Embassy Theatre

The historic Embassy Theatre opened its doors to the public on November 18, 1931. It was the height of the Great Depression. Although many had less than good fortune, people needed those fantasy realms the movies could provide, giving the Jacob Kauffman family an incentive to build the Embassy Theatre on Cumberland’s Baltimore Street.

Grace M. Fisher, manager of the Capitol Theatre, leased the Embassy, and gave every attention to detail to ensure the luxury and comfort of her patrons. Everyone was welcome to witness the new Art Deco visual splendor, first-rate silver screen, and perfect acoustics of the Embassy, built with an orchestra section and balcony to accommodate over 400 customers. For the stay-all-day price of 50 cents, viewers could purchase a ticket at the box office, enjoy the marble water fountains in the lobby, or go upstairs for snacks before settling into comfortable leather seats to enjoy the first-run bill of fare.

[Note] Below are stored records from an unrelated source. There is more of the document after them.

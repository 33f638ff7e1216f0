use chrono::{DateTime, Utc};
use common::{ReservationKey, SellerId, VariantId};
use domain::inventory::{InventoryMovement, InventoryReservation};
use domain::DomainEvent;
use store::{EventBus, StoreError, TxHandle, UnitOfWork};

use crate::error::ReservationError;

/// A request to hold stock against one (variant, seller) record.
#[derive(Debug, Clone)]
pub struct ReserveRequest {
    pub variant_id: VariantId,
    pub seller_id: SellerId,
    pub quantity: i64,
    /// Idempotency token; a replay with the same key returns the
    /// existing reservation unchanged.
    pub reservation_key: ReservationKey,
    /// What the hold is for, e.g. `"order"`.
    pub reference_type: String,
    /// The id of the thing it is for; the orchestrator starts with a
    /// placeholder and patches in the order id at persist time.
    pub reference_id: String,
    pub expires_at: DateTime<Utc>,
    pub created_by: String,
}

/// Outcome of an expired-reservation sweep.
#[derive(Debug, Default)]
pub struct CleanupReport {
    /// Keys that were released.
    pub released: Vec<ReservationKey>,
    /// Keys that failed, with the failure message. A failed release does
    /// not abort the rest of the batch.
    pub errors: Vec<(ReservationKey, String)>,
}

/// Creates, releases, and commits time-boxed reservations against the
/// ledger.
///
/// All four writes of a `reserve` (reservation row, record update,
/// movement append — and on the other operations the equivalent set) are
/// one atomic unit; no half-applied reservation is ever observable.
#[derive(Clone)]
pub struct ReservationEngine<U, B> {
    uow: U,
    bus: B,
}

impl<U: UnitOfWork, B: EventBus> ReservationEngine<U, B> {
    /// Creates a new engine over a unit-of-work store and an event bus.
    pub fn new(uow: U, bus: B) -> Self {
        Self { uow, bus }
    }

    /// Reserves stock, idempotently.
    ///
    /// An existing `Active` reservation under the same key is returned
    /// unchanged; a resolved one fails `AlreadyResolved`. Otherwise the
    /// record's availability is checked and decremented, the reservation
    /// is created `Active`, and a `Reserved` movement is appended.
    #[tracing::instrument(skip(self, request), fields(reservation_key = %request.reservation_key))]
    pub async fn reserve(
        &self,
        request: ReserveRequest,
    ) -> Result<InventoryReservation, ReservationError> {
        let (reservation, event) = self
            .uow
            .serializable(move |tx| {
                Box::pin(async move {
                    if let Some(existing) = tx.find_reservation(&request.reservation_key).await? {
                        if existing.status.is_active() {
                            tracing::debug!("idempotent replay, returning existing reservation");
                            return Ok((existing, None));
                        }
                        return Err(ReservationError::AlreadyResolved {
                            key: request.reservation_key.clone(),
                            status: existing.status,
                        });
                    }

                    let mut record = tx
                        .find_inventory_record(request.variant_id, request.seller_id)
                        .await?
                        .ok_or(ReservationError::RecordNotFound {
                            variant_id: request.variant_id,
                            seller_id: request.seller_id,
                        })?;

                    // Fails before any write when stock is short.
                    record.reserve(request.quantity)?;

                    let reservation = InventoryReservation::new(
                        record.id,
                        request.quantity,
                        request.reservation_key,
                        request.reference_type,
                        request.reference_id,
                        request.expires_at,
                        request.created_by,
                    )?;

                    tx.insert_reservation(&reservation).await?;
                    tx.update_inventory_record(&record).await?;
                    tx.append_movement(&InventoryMovement::reserved(
                        record.id,
                        reservation.quantity,
                        reservation.id.to_string(),
                        "stock reserved",
                    ))
                    .await?;

                    let event = DomainEvent::inventory_reserved(
                        &reservation,
                        record.variant_id,
                        record.seller_id,
                    );
                    Ok((reservation, Some(event)))
                })
            })
            .await?;

        // Only a fresh reservation mutated the ledger; a replay emits
        // nothing.
        if let Some(event) = event {
            metrics::counter!("inventory_reservations_total").increment(1);
            self.bus.publish(event);
        } else {
            metrics::counter!("inventory_reserve_replays_total").increment(1);
        }
        Ok(reservation)
    }

    /// Releases an active reservation, returning its quantity to
    /// available stock.
    ///
    /// A second release of the same key deterministically fails
    /// `InvalidState` and leaves the ledger untouched.
    #[tracing::instrument(skip(self), fields(reservation_key = %key))]
    pub async fn release(
        &self,
        key: &ReservationKey,
        released_by: &str,
        reason: &str,
    ) -> Result<InventoryReservation, ReservationError> {
        let key = key.clone();
        let reason = reason.to_string();
        let actor = released_by.to_string();

        let (reservation, event) = self
            .uow
            .serializable(move |tx| {
                Box::pin(async move {
                    let mut reservation = tx
                        .find_reservation(&key)
                        .await?
                        .ok_or_else(|| ReservationError::NotFound(key.clone()))?;
                    reservation.release()?;

                    let mut record = tx
                        .find_inventory_record_by_id(reservation.record_id)
                        .await?
                        .ok_or_else(|| {
                            ReservationError::Store(StoreError::NotFound {
                                entity: "inventory_record",
                                id: reservation.record_id.to_string(),
                            })
                        })?;
                    record.release(reservation.quantity)?;

                    tx.update_reservation(&reservation).await?;
                    tx.update_inventory_record(&record).await?;
                    tx.append_movement(&InventoryMovement::released(
                        record.id,
                        reservation.quantity,
                        reservation.id.to_string(),
                        &reason,
                    ))
                    .await?;

                    tracing::info!(released_by = %actor, reason = %reason, "reservation released");
                    let event = DomainEvent::inventory_released(
                        &reservation,
                        record.variant_id,
                        record.seller_id,
                        &reason,
                    );
                    Ok::<_, ReservationError>((reservation, event))
                })
            })
            .await?;

        metrics::counter!("inventory_releases_total").increment(1);
        self.bus.publish(event);
        Ok(reservation)
    }

    /// Commits an active reservation; the stock is permanently consumed
    /// and does not return to available.
    #[tracing::instrument(skip(self), fields(reservation_key = %key))]
    pub async fn commit(
        &self,
        key: &ReservationKey,
        committed_by: &str,
        reason: &str,
    ) -> Result<InventoryReservation, ReservationError> {
        let key = key.clone();
        let reason = reason.to_string();
        let actor = committed_by.to_string();

        let (reservation, event) = self
            .uow
            .serializable(move |tx| {
                Box::pin(async move {
                    let mut reservation = tx
                        .find_reservation(&key)
                        .await?
                        .ok_or_else(|| ReservationError::NotFound(key.clone()))?;
                    reservation.commit()?;

                    let mut record = tx
                        .find_inventory_record_by_id(reservation.record_id)
                        .await?
                        .ok_or_else(|| {
                            ReservationError::Store(StoreError::NotFound {
                                entity: "inventory_record",
                                id: reservation.record_id.to_string(),
                            })
                        })?;
                    record.commit(reservation.quantity)?;

                    tx.update_reservation(&reservation).await?;
                    tx.update_inventory_record(&record).await?;
                    // The OUT movement references what the stock was
                    // consumed for, not the reservation row.
                    tx.append_movement(&InventoryMovement::out(
                        record.id,
                        reservation.quantity,
                        reservation.reference_id.clone(),
                        &reason,
                    ))
                    .await?;

                    tracing::info!(committed_by = %actor, reason = %reason, "reservation committed");
                    let event = DomainEvent::inventory_committed(
                        &reservation,
                        record.variant_id,
                        record.seller_id,
                    );
                    Ok::<_, ReservationError>((reservation, event))
                })
            })
            .await?;

        metrics::counter!("inventory_commits_total").increment(1);
        self.bus.publish(event);
        Ok(reservation)
    }

    /// Releases active reservations whose deadline has passed, in a
    /// bounded batch.
    ///
    /// This is a housekeeping sweep, not a transactional unit: each
    /// release is its own unit of work, and per-item failures are
    /// collected rather than aborting the batch.
    #[tracing::instrument(skip(self))]
    pub async fn cleanup_expired(&self, limit: usize) -> Result<CleanupReport, ReservationError> {
        let cutoff = Utc::now();
        let keys: Vec<ReservationKey> = self
            .uow
            .serializable(move |tx| {
                Box::pin(async move {
                    tx.expired_reservation_keys(cutoff, limit)
                        .await
                        .map_err(ReservationError::from)
                })
            })
            .await?;

        let mut report = CleanupReport::default();
        for key in keys {
            match self.release(&key, "system", "expired").await {
                Ok(_) => report.released.push(key),
                Err(err) => {
                    tracing::warn!(reservation_key = %key, %err, "failed to release expired reservation");
                    report.errors.push((key, err.to_string()));
                }
            }
        }

        metrics::counter!("inventory_expired_released_total")
            .increment(report.released.len() as u64);
        if !report.released.is_empty() || !report.errors.is_empty() {
            tracing::info!(
                released = report.released.len(),
                errors = report.errors.len(),
                "expired reservation sweep finished"
            );
        }
        Ok(report)
    }
}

Once inside, the Embassy in all its glory could be witnessed in the ceiling’s stenciled jungle motifs and wall borders. The lights went down as music was played on the Wurlitzer pipe organ, then cartoons, previews, a newsreel, a serial and the main feature were shown. A jackpot prize of a new set of dishes was offered the third Saturday of every month, and every so often special live guests like Rin Tin Tin or cowboy star Ken Maynard and his horse were featured on the Embassy fore-stage.

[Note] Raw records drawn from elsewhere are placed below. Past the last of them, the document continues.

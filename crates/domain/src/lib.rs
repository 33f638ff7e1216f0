//! Domain layer for the marketplace order engine.
//!
//! This crate provides the entities the reservation engine and the order
//! orchestrator operate on:
//! - the inventory ledger (record, reservation, movement) with its
//!   conservation and non-negativity guards
//! - the Order aggregate with its table-driven status state machine and
//!   post-creation immutability rules
//! - the domain events published on the outbox after a commit
//!
//! All quantity arithmetic lives here; transaction scoping and
//! persistence live in the `store` crate.

pub mod events;
pub mod inventory;
pub mod order;

pub use events::DomainEvent;
pub use inventory::{
    InventoryError, InventoryMovement, InventoryRecord, InventoryReservation, MovementKind,
    ReservationStatus,
};
pub use order::{
    Address, Order, OrderError, OrderItem, OrderItemStatus, OrderParts, OrderStatus,
    PricingTotals, ProductSnapshot,
};
impl<U, B, P, V, A> OrderOrchestrator<U, B, P, V, A>
where
    U: UnitOfWork,
    B: EventBus,
    P: PricingService,
    V: ValidationService,
    A: AuditService,
{
    /// Creates a new orchestrator with the default 30-minute expiries.
    pub fn new(uow: U, bus: B, pricing: P, validation: V, audit: A) -> Self {
        Self {
            engine: ReservationEngine::new(uow.clone(), bus.clone()),
            uow,
            pricing,
            validation,
            audit,
            bus,
            reservation_ttl: Duration::minutes(RESERVATION_TTL_MINUTES),
            order_ttl: Duration::minutes(ORDER_TTL_MINUTES),
        }
    }

    /// Overrides the reservation and order deadlines.
    pub fn with_ttls(mut self, reservation_ttl: Duration, order_ttl: Duration) -> Self {
        self.reservation_ttl = reservation_ttl;
        self.order_ttl = order_ttl;
        self
    }

    /// Creates an order, or fails having undone everything it did.
    ///
    /// The caller receives either a fully formed order with active
    /// reservations, or a structured error and no partial state. Business
    /// failures come back as `Err` values; nothing here panics for an
    /// expected failure.
    #[tracing::instrument(skip(self, request), fields(customer_id = %request.customer_id))]
    pub async fn create_order(
        &self,
        request: CreateOrderRequest,
    ) -> Result<Order, OrchestratorError> {
        metrics::counter!("orders_attempted_total").increment(1);
        let started = std::time::Instant::now();

        let mut stack = CompensationStack::default();
        match self.run_pipeline(&request, &mut stack).await {
            Ok(order) => {
                metrics::counter!("orders_created_total").increment(1);
                metrics::histogram!("order_creation_seconds")
                    .record(started.elapsed().as_secs_f64());
                tracing::info!(
                    order_id = %order.id(),
                    order_number = %order.order_number(),
                    total = %order.totals().total,
                    "order created"
                );
                Ok(order)
            }
            Err(err) => {
                metrics::counter!("orders_failed_total").increment(1);
                tracing::warn!(error = %err, kind = ?err.kind(), "order creation failed, compensating");
                self.compensate(std::mem::take(&mut stack)).await;
                self.bus
                    .publish(DomainEvent::order_failed(request.customer_id, err.to_string()));
                Err(err)
            }
        }
    }

    async fn run_pipeline(
        &self,
        request: &CreateOrderRequest,
        stack: &mut CompensationStack,
    ) -> Result<Order, OrchestratorError> {
        // Phase 1: validate. No side effect exists yet, so a failure
        // here needs no compensation.
        self.validation.validate_order_structure(request).await?;
        self.validation.validate_customer(request.customer_id).await?;
        self.validation.validate_variants(&request.items).await?;
        self.validation
            .validate_inventory_availability(&request.items)
            .await?;
        self.validation.validate_business_rules(request).await?;

        // Phase 2: price and lock the total.
        let priced = self
            .pricing
            .calculate_item_pricing(&request.items, request.customer_id)
            .await?;
        let subtotal = priced.iter().map(|item| item.total_price).sum();
        let tax = self
            .pricing
            .calculate_taxes(&priced, &request.shipping_address)
            .await?;
        let shipping = self
            .pricing
            .calculate_shipping(&priced, &request.shipping_address)
            .await?;
        let discount = self
            .pricing
            .apply_discounts(subtotal, request.customer_id)
            .await?;
        let totals = domain::order::PricingTotals {
            subtotal,
            tax,
            shipping,
            discount,
            total: subtotal + tax + shipping - discount,
            currency: request.currency,
        };
        let lock = self
            .pricing
            .lock_prices(request.customer_id, totals.total)
            .await?;
        stack.push(CompensationAction::ReleasePriceLock {
            lock_id: lock.lock_id.clone(),
        });

        // Phase 3: reserve stock per item, in item-list order. The first
        // failure aborts; holds already taken in this request unwind via
        // the stack rather than dangling until expiry.
        let expires_at = Utc::now() + self.reservation_ttl;
        let mut keys = Vec::with_capacity(priced.len());
        for item in &priced {
            let key = ReservationKey::generate();
            self.engine
                .reserve(ReserveRequest {
                    variant_id: item.variant_id,
                    seller_id: item.seller_id,
                    quantity: item.quantity,
                    reservation_key: key.clone(),
                    reference_type: "order".to_string(),
                    reference_id: PENDING_ORDER_REFERENCE.to_string(),
                    expires_at,
                    created_by: "order-orchestrator".to_string(),
                })
                .await?;
            stack.push(CompensationAction::ReleaseReservation { key: key.clone() });
            keys.push(key);
        }

        // Phase 4: persist everything in one serializable transaction.
        // Its own atomicity is the compensation for this phase; nothing
        // new goes on the stack.
        let order_id = OrderId::new();
        let mut items = Vec::with_capacity(priced.len());
        for (item, key) in priced.into_iter().zip(keys) {
            items.push(OrderItem::new(
                item.variant_id,
                item.seller_id,
                item.quantity,
                item.unit_price,
                key,
                item.snapshot,
            )?);
        }
        let customer_id = request.customer_id;
        let shipping_address = request.shipping_address.clone();
        let billing_address = request.billing_address.clone();
        let order_expires_at = Utc::now() + self.order_ttl;

        let order = self
            .uow
            .serializable(move |tx| {
                Box::pin(async move {
                    let mut order_number = OrderNumber::generate();
                    while tx.order_number_exists(&order_number).await? {
                        order_number = OrderNumber::generate();
                    }

                    let order = Order::create(
                        order_id,
                        order_number,
                        customer_id,
                        totals,
                        shipping_address,
                        billing_address,
                        items,
                        order_expires_at,
                    )?;
                    tx.insert_order(&order).await?;

                    // Patch each reservation's reference from the
                    // placeholder to the real order id.
                    for item in order.items() {
                        let mut reservation = tx
                            .find_reservation(&item.reservation_key)
                            .await?
                            .ok_or_else(|| {
                                OrchestratorError::Store(StoreError::NotFound {
                                    entity: "inventory_reservation",
                                    id: item.reservation_key.to_string(),
                                })
                            })?;
                        reservation.reference_id = order_id.to_string();
                        tx.update_reservation(&reservation).await?;
                    }

                    Ok::<_, OrchestratorError>(order)
                })
            })
            .await?;

        // Phase 5: post-creation, best-effort. The order exists; nothing
        // here may revoke that. Payment initiation and the confirmation
        // notification ride the order.created event.
        self.bus.publish(DomainEvent::order_created(&order));
        self.audit.log_action(AuditEntry {
            entity_id: order.id().to_string(),
            action: "order.created".to_string(),
            actor_id: order.customer_id().to_string(),
            before: None,
            after: Some(serde_json::json!({
                "order_number": order.order_number().to_string(),
                "status": order.status().as_str(),
                "total": order.totals().total.minor(),
                "currency": order.totals().currency.code(),
            })),
            reason: None,
        });

        Ok(order)
    }

    /// Walks the rollback stack in reverse registration order.
    ///
    /// Individual failures are logged and tolerated so one bad rollback
    /// cannot block the rest.
    async fn compensate(&self, stack: CompensationStack) {
        if stack.is_empty() {
            return;
        }
        metrics::counter!("order_compensations_total").increment(1);
        for action in stack.unwind() {
            tracing::info!(%action, "rolling back");
            let result = match &action {
                CompensationAction::ReleaseReservation { key } => self
                    .engine
                    .release(key, "order-orchestrator", "order creation failed")
                    .await
                    .map(|_| ())
                    .map_err(OrchestratorError::from),
                CompensationAction::ReleasePriceLock { lock_id } => {
                    self.pricing.release_price_lock(lock_id).await
                }
            };
            if let Err(err) = result {
                metrics::counter!("order_compensation_failures_total").increment(1);
                tracing::error!(%action, %err, "compensation action failed");
            }
        }
    }

    /// Loads an order by id.
    pub async fn get_order(&self, id: OrderId) -> Result<Option<Order>, OrchestratorError> {
        self.uow
            .serializable(move |tx| {
                Box::pin(async move { tx.find_order(id).await.map_err(OrchestratorError::from) })
            })
            .await
    }

    /// Auto-cancels pending orders past their payment deadline and
    /// releases their reservations, in a bounded batch.
    ///
    /// This is the expiry job phase 5 schedules; like the reservation
    /// sweep, per-order failures are collected, not fatal.
    #[tracing::instrument(skip(self))]
    pub async fn expire_overdue_orders(
        &self,
        limit: usize,
    ) -> Result<ExpiryReport, OrchestratorError> {
        let cutoff = Utc::now();
        let ids: Vec<OrderId> = self
            .uow
            .serializable(move |tx| {
                Box::pin(async move {
                    tx.overdue_order_ids(cutoff, limit)
                        .await
                        .map_err(OrchestratorError::from)
                })
            })
            .await?;

        let mut report = ExpiryReport::default();
        for order_id in ids {
            match self.expire_one(order_id).await {
                Ok(()) => report.cancelled.push(order_id),
                Err(err) => {
                    tracing::warn!(%order_id, %err, "failed to expire order");
                    report.errors.push((order_id, err.to_string()));
                }
            }
        }
        if !report.cancelled.is_empty() {
            metrics::counter!("orders_expired_total").increment(report.cancelled.len() as u64);
            tracing::info!(cancelled = report.cancelled.len(), "overdue order sweep finished");
        }
        Ok(report)
    }

    async fn expire_one(&self, order_id: OrderId) -> Result<(), OrchestratorError> {
        let keys: Vec<ReservationKey> = self
            .uow
            .serializable(move |tx| {
                Box::pin(async move {
                    let mut order = tx.find_order(order_id).await?.ok_or_else(|| {
                        OrchestratorError::Store(StoreError::NotFound {
                            entity: "order",
                            id: order_id.to_string(),
                        })
                    })?;
                    if !order.is_expired(Utc::now()) {
                        // Raced with a payment; leave it alone.
                        return Ok::<_, OrchestratorError>(Vec::new());
                    }
                    order.cancel()?;
                    tx.update_order(&order).await?;
                    Ok(order
                        .items()
                        .iter()
                        .map(|item| item.reservation_key.clone())
                        .collect())
                })
            })
            .await?;

        for key in &keys {
            // The reservation sweep may have already resolved the hold.
            if let Err(err) = self.engine.release(key, "system", "order expired").await {
                tracing::debug!(reservation_key = %key, %err, "reservation not released during order expiry");
            }
        }
        Ok(())
    }
}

In the early Fifties, the cinema’s popularity dwindled due to the advent of television. In 1959, the Embassy closed its doors, and the premises were altered to create an annex for the adjacent Cumberland Cloak and Suit Store.  A.C. Warhaft bought the Embassy in 1981 to house his custom drapery shop, which remained until his death in 1992. A nonprofit corporation was formed in December 1997 to revivify the theatre as a multi-purpose arts facility.  The retail ceiling was removed to expose the gloriously colorful stenciled proscenium and ceiling to the orchestra floor.  A stage was built, the original exterior doors were rehung, and a box office was rebuilt to match the original. 

In addition to work to bring back the building to its original form, a handicapped accessible bathroom was added to the first floor, and a fire sprinkler system installed. Wonderful faux finishes painted by local artist John Alderton adorn the lobby of the second floor. Funded entirely by public donations, an electric retractable movie screen was permanently installed. In the past twenty years, the Embassy has presented many scores of plays, comedies, original theatrical work, music, dance and film. Meanwhile, we continue to raise funds for future renovations, while continuing to provide our venue for the performing arts.